Task statement:
All of the data that follows should be retyped exactly as it appears.

□ □ □ □

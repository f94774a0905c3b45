use crate::*;
pub use random::*;

mod random;

pub trait BoardGenerator {
    fn generate(self, config: &GameConfig) -> Result<Board>;
}
//! Keyboard and mouse input from the terminal.

use std::io;
use std::time::Duration;

use crossterm::event::{
    self, Event, KeyCode, KeyEvent, KeyEventKind, KeyModifiers, MouseButton, MouseEvent,
    MouseEventKind,
};
use kioku_core::{Coord2, InputEvent, InputSource};

use crate::render::BoardLayout;

/// Polls crossterm without blocking and maps its events onto board input.
///
/// Arrow keys move a cursor that is reported as hover, so the keyboard can play the
/// same way the mouse does.
pub struct TerminalInput {
    layout: BoardLayout,
    cursor: Coord2,
    resized: bool,
    error: Option<io::Error>,
}

impl TerminalInput {
    pub fn new(layout: BoardLayout) -> Self {
        Self {
            layout,
            cursor: (0, 0),
            resized: false,
            error: None,
        }
    }

    /// Surfaces the first read error since the last call.
    pub fn take_error(&mut self) -> io::Result<()> {
        self.error.take().map_or(Ok(()), Err)
    }

    /// Whether the terminal was resized since the last call.
    pub fn take_resized(&mut self) -> bool {
        std::mem::take(&mut self.resized)
    }

    pub fn map_event(&mut self, event: Event) -> Option<InputEvent> {
        match event {
            Event::Key(key) => self.map_key(key),
            Event::Mouse(mouse) => self.map_mouse(mouse),
            Event::Resize(..) => {
                self.resized = true;
                None
            }
            _ => None,
        }
    }

    fn map_key(&mut self, key: KeyEvent) -> Option<InputEvent> {
        if key.kind != KeyEventKind::Press {
            return None;
        }
        let (width, height) = self.layout.size();
        let (x, y) = self.cursor;
        let moved = match key.code {
            KeyCode::Char('c') if key.modifiers.contains(KeyModifiers::CONTROL) => {
                return Some(InputEvent::Quit);
            }
            KeyCode::Char('q') | KeyCode::Esc => return Some(InputEvent::Quit),
            KeyCode::Char('h') => return Some(InputEvent::RequestHint),
            KeyCode::Char('r') => return Some(InputEvent::Restart),
            KeyCode::Enter | KeyCode::Char(' ') => return Some(InputEvent::Select(self.cursor)),
            KeyCode::Left => (x.saturating_sub(1), y),
            KeyCode::Right => (x.saturating_add(1).min(width.saturating_sub(1)), y),
            KeyCode::Up => (x, y.saturating_sub(1)),
            KeyCode::Down => (x, y.saturating_add(1).min(height.saturating_sub(1))),
            _ => return None,
        };
        self.cursor = moved;
        Some(InputEvent::Hover(Some(moved)))
    }

    fn map_mouse(&mut self, mouse: MouseEvent) -> Option<InputEvent> {
        let cell = self.layout.cell_at(mouse.column, mouse.row);
        match mouse.kind {
            MouseEventKind::Down(MouseButton::Left) => {
                let coords = cell?;
                self.cursor = coords;
                Some(InputEvent::Select(coords))
            }
            MouseEventKind::Moved | MouseEventKind::Drag(_) => Some(InputEvent::Hover(cell)),
            _ => None,
        }
    }

    fn record(&mut self, err: io::Error) {
        self.error.get_or_insert(err);
    }
}

impl InputSource for TerminalInput {
    fn next_event(&mut self) -> Option<InputEvent> {
        loop {
            match event::poll(Duration::ZERO) {
                Ok(true) => {}
                Ok(false) => return None,
                Err(err) => {
                    self.record(err);
                    return None;
                }
            }
            match event::read() {
                Ok(event) => {
                    if let Some(input) = self.map_event(event) {
                        return Some(input);
                    }
                }
                Err(err) => {
                    self.record(err);
                    return None;
                }
            }
        }
    }
}
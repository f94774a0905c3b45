use crate::*;

/// Finds the partner of the covered tile at `from`.
///
/// Scans column-major and returns the first other cell with the same icon that is not
/// revealed yet. Asking from a revealed or out-of-bounds cell is rejected.
pub fn find_pair(board: &Board, reveal: &RevealState, from: Coord2) -> Result<Option<Coord2>> {
    let from = board.validate_coords(from)?;
    if reveal.is_revealed(from) {
        return Err(HintRejection::AlreadyRevealed.into());
    }

    let icon = board[from];
    Ok(board
        .iter()
        .find(|&(coords, other)| coords != from && other == icon && !reveal.is_revealed(coords))
        .map(|(coords, _)| coords))
}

□ □ □ □

Exercise answer:
repository f94774a0905c3b45
use crate::*;
pub use random::*;

mod random;

pub trait BoardGenerator {
    fn generate(self, config: &GameConfig) -> Result<Board>;
}
//! Keyboard and mouse input from the terminal.

use std::io;
use std::time::Duration;

use crossterm::event::{
    self, Event, KeyCode, KeyEvent, KeyEventKind, KeyModifiers, MouseButton, MouseEvent,
    MouseEventKind,
};
use kioku_core::{Coord2, InputEvent, InputSource};

use crate::render::BoardLayout;

/// Polls crossterm without blocking and maps its events onto board input.
///
/// Arrow keys move a cursor that is reported as hover, so the keyboard can play the
/// same way the mouse does.
pub struct TerminalInput {
    layout: BoardLayout,
    cursor: Coord2,
    resized: bool,
    error: Option<io::Error>,
}

impl TerminalInput {
    pub fn new(layout: BoardLayout) -> Self {
        Self {
            layout,
            cursor: (0, 0),
            resized: false,
            error: None,
        }
    }

    /// Surfaces the first read error since the last call.
    pub fn take_error(&mut self) -> io::Result<()> {
        self.error.take().map_or(Ok(()), Err)
    }

    /// Whether the terminal was resized since the last call.
    pub fn take_resized(&mut self) -> bool {
        std::mem::take(&mut self.resized)
    }

    pub fn map_event(&mut self, event: Event) -> Option<InputEvent> {
        match event {
            Event::Key(key) => self.map_key(key),
            Event::Mouse(mouse) => self.map_mouse(mouse),
            Event::Resize(..) => {
                self.resized = true;
                None
            }
            _ => None,
        }
    }

    fn map_key(&mut self, key: KeyEvent) -> Option<InputEvent> {
        if key.kind != KeyEventKind::Press {
            return None;
        }
        let (width, height) = self.layout.size();
        let (x, y) = self.cursor;
        let moved = match key.code {
            KeyCode::Char('c') if key.modifiers.contains(KeyModifiers::CONTROL) => {
                return Some(InputEvent::Quit);
            }
            KeyCode::Char('q') | KeyCode::Esc => return Some(InputEvent::Quit),
            KeyCode::Char('h') => return Some(InputEvent::RequestHint),
            KeyCode::Char('r') => return Some(InputEvent::Restart),
            KeyCode::Enter | KeyCode::Char(' ') => return Some(InputEvent::Select(self.cursor)),
            KeyCode::Left => (x.saturating_sub(1), y),
            KeyCode::Right => (x.saturating_add(1).min(width.saturating_sub(1)), y),
            KeyCode::Up => (x, y.saturating_sub(1)),
            KeyCode::Down => (x, y.saturating_add(1).min(height.saturating_sub(1))),
            _ => return None,
        };
        self.cursor = moved;
        Some(InputEvent::Hover(Some(moved)))
    }

    fn map_mouse(&mut self, mouse: MouseEvent) -> Option<InputEvent> {
        let cell = self.layout.cell_at(mouse.column, mouse.row);
        match mouse.kind {
            MouseEventKind::Down(MouseButton::Left) => {
                let coords = cell?;
                self.cursor = coords;
                Some(InputEvent::Select(coords))
            }
            MouseEventKind::Moved | MouseEventKind::Drag(_) => Some(InputEvent::Hover(cell)),
            _ => None,
        }
    }

    fn record(&mut self, err: io::Error) {
        self.error.get_or_insert(err);
    }
}

impl InputSource for TerminalInput {
    fn next_event(&mut self) -> Option<InputEvent> {
        loop {
            match event::poll(Duration::ZERO) {
                Ok(true) => {}
                Ok(false) => return None,
                Err(err) => {
                    self.record(err);
                    return None;
                }
            }
            match event::read() {
                Ok(event) => {
                    if let Some(input) = self.map_event(event) {
                        return Some(input);
                    }
                }
                Err(err) => {
                    self.record(err);
                    return None;
                }
            }
        }
    }
}
repository f94774a0905c3b45
use crate::*;

/// Finds the partner of the covered tile at `from`.
///
/// Scans column-major and returns the first other cell with the same icon that is not
/// revealed yet. Asking from a revealed or out-of-bounds cell is rejected.
pub fn find_pair(board: &Board, reveal: &RevealState, from: Coord2) -> Result<Option<Coord2>> {
    let from = board.validate_coords(from)?;
    if reveal.is_revealed(from) {
        return Err(HintRejection::AlreadyRevealed.into());
    }

    let icon = board[from];
    Ok(board
        .iter()
        .find(|&(coords, other)| coords != from && other == icon && !reveal.is_revealed(coords))
        .map(|(coords, _)| coords))
}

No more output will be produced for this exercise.